А потом я сосредоточился на настоящем и, открыв глаза, поспешно попытался сесть, потому что наконец вспомнил голос, рекомендовавший мне «не дёргаться».

— Да говорю же, лежи, подполковник; ты раненый, тебе можно, — весело проговорил царь, опять придерживая меня в горизонтальном положении.

Мельком оглядевшись, я обнаружил себя в каком-то небольшом чистом помещении, озарённом мягким слабым светом единственного свет-камня на потолке. Похоже, это была палата в госпитале.

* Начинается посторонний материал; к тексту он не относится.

use async_trait::async_trait;
use chrono::Utc;
use sqlx::{migrate::MigrateDatabase, Row, Sqlite, SqlitePool};

use coordinator_core::{
    dispatcher,
    error::{CoreError, Result},
    models::{
        Agent, ChangeKind, ChangelogEntry, ConnectionType, DocType, Document, Epic, Feature,
        Level, Mention, MentionSourceType, NewAgent, NewDocument, NewEpic, NewFeature, NewProject,
        NewService, NewTask, NewTaskComment, Project, Role, Service, ServiceStatus, Task,
        TaskComment, TaskFilter, TaskPatch, TaskStatus,
    },
    repository::Store,
    time::{MonotonicClock, MonotonicTimestamp},
    validation::{require_non_empty, validate_service_name},
};

use crate::common::*;

/// SQLite-backed implementation of [`Store`].
///
/// Mutations that touch task ownership, agent assignment, or status run in a
/// `BEGIN IMMEDIATE` transaction and use conditional `UPDATE ... WHERE`
/// statements in place of `SELECT ... FOR UPDATE` (SQLite has no row-level
/// locking); a zero `rows_affected()` means the precondition no longer held
/// and the caller sees `Conflict`, matching the teacher's
/// `SqliteTaskRepository::claim_task` pattern generalized to this schema.
#[derive(Clone)]
pub struct SqliteStore {
    pool: SqlitePool,
    clock: std::sync::Arc<MonotonicClock>,
}

impl SqliteStore {
    pub async fn new(database_url: &str) -> Result<Self> {
        let db_url = if database_url.starts_with(":memory:") || database_url.starts_with("sqlite://") {
            database_url.to_string()
        } else {
            format!("sqlite://{database_url}")
        };

        if !db_url.contains(":memory:") && !Sqlite::database_exists(&db_url).await.unwrap_or(false) {
            Sqlite::create_database(&db_url)
                .await
                .map_err(|e| CoreError::StorageFault(format!("failed to create database: {e}")))?;
        }

        let connect_options = if db_url.contains(":memory:") {
            sqlx::sqlite::SqliteConnectOptions::new()
                .filename(&db_url)
                .create_if_missing(true)
                .journal_mode(sqlx::sqlite::SqliteJournalMode::Memory)
                .busy_timeout(std::time::Duration::from_secs(5))
                .foreign_keys(true)
        } else {
            sqlx::sqlite::SqliteConnectOptions::new()
                .filename(db_url.replace("sqlite://", ""))
                .create_if_missing(true)
                .journal_mode(sqlx::sqlite::SqliteJournalMode::Wal)
                .busy_timeout(std::time::Duration::from_secs(5))
                .foreign_keys(true)
        };

        let pool = SqlitePool::connect_with(connect_options)
            .await
            .map_err(sqlx_error_to_core_error)?;

        Ok(Self {
            pool,
            clock: std::sync::Arc::new(MonotonicClock::new()),
        })
    }

    pub async fn migrate(&self) -> Result<()> {
        sqlx::migrate!("./migrations/sqlite")
            .run(&self.pool)
            .await
            .map_err(|e| CoreError::StorageFault(format!("migration failed: {e}")))?;
        tracing::info!("database migrations completed");
        Ok(())
    }

    pub fn pool(&self) -> &SqlitePool {
        &self.pool
    }

    async fn insert_changelog_tx(
        &self,
        tx: &mut sqlx::Transaction<'_, Sqlite>,
        project_id: i64,
        kind: ChangeKind,
        ref_id: &str,
        actor_agent_id: Option<&str>,
        detail: serde_json::Value,
    ) -> Result<ChangelogEntry> {
        let ts = self.clock.now();
        let detail_str = detail.to_string();
        let row = sqlx::query(
            r#"
            INSERT INTO changelog (project_id, kind, ref_id, actor_agent_id, created_at_ms, created_at_seq, detail)
            VALUES (?, ?, ?, ?, ?, ?, ?)
            RETURNING id
            "#,
        )
        .bind(project_id)
        .bind(change_kind_to_str(kind))
        .bind(ref_id)
        .bind(actor_agent_id)
        .bind(ts.unix_millis)
        .bind(ts.seq)
        .bind(&detail_str)
        .fetch_one(&mut **tx)
        .await
        .map_err(sqlx_error_to_core_error)?;

        Ok(ChangelogEntry {
            id: row.try_get("id").map_err(sqlx_error_to_core_error)?,
            project_id,
            kind,
            ref_id: ref_id.to_string(),
            actor_agent_id: actor_agent_id.map(str::to_string),
            created_at: ts,
            detail,
        })
    }

    async fn fetch_task_tx(
        &self,
        tx: &mut sqlx::Transaction<'_, Sqlite>,
        id: i64,
    ) -> Result<Task> {
        let row = sqlx::query("SELECT * FROM tasks WHERE id = ?")
            .bind(id)
            .fetch_optional(&mut **tx)
            .await
            .map_err(sqlx_error_to_core_error)?
            .ok_or_else(|| CoreError::not_found_entity("task", id))?;
        row_to_task(&row)
    }
}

— Ваше Величество, а что вы здесь делаете? — не очень вежливо уточнил я. Мысли в голове шевелились вяло, сталкивались друг с другом и бестолково расползались в разные стороны. То ли это были последствия контузии, то ли — пытавшихся избавить меня от неё лекарств.

— То есть, что тут делаешь ты, тебя не интересует? И где — здесь, тоже? — ехидно уточнил он.

— Об ответе на эти вопросы я догадываюсь, — честно признался я. Было очень неуютно лежать, когда рядом на жёстком стуле без спинки скрючился самодержец. В этом было что-то нереальное и категорически неправильное, настойчиво требовавшее у меня подняться на ноги.

— Не поверишь, но я тут прячусь, — усмехнулся царь. — Предваряя твой следующий вопрос, — тем более что Тахир велел тебя контролировать и не давать переутомляться, если вдруг очнёшься, — прячусь ото всех. Начиная с царицы и заканчивая бесконечными советниками и охранниками. Ты такой переполох устроил своим «большим бумом», любо-дорого посмотреть. Посмотреть со стороны, а не участвовать.

— Почему? — машинально переспросил я. Каша из головы пропала, оставив звенящую пустоту. Я совсем ничего не понимал, а Его Величество, похоже, ещё и совершенно сознательно пытался меня окончательно запутать; в порядке мести за переполох, надо думать.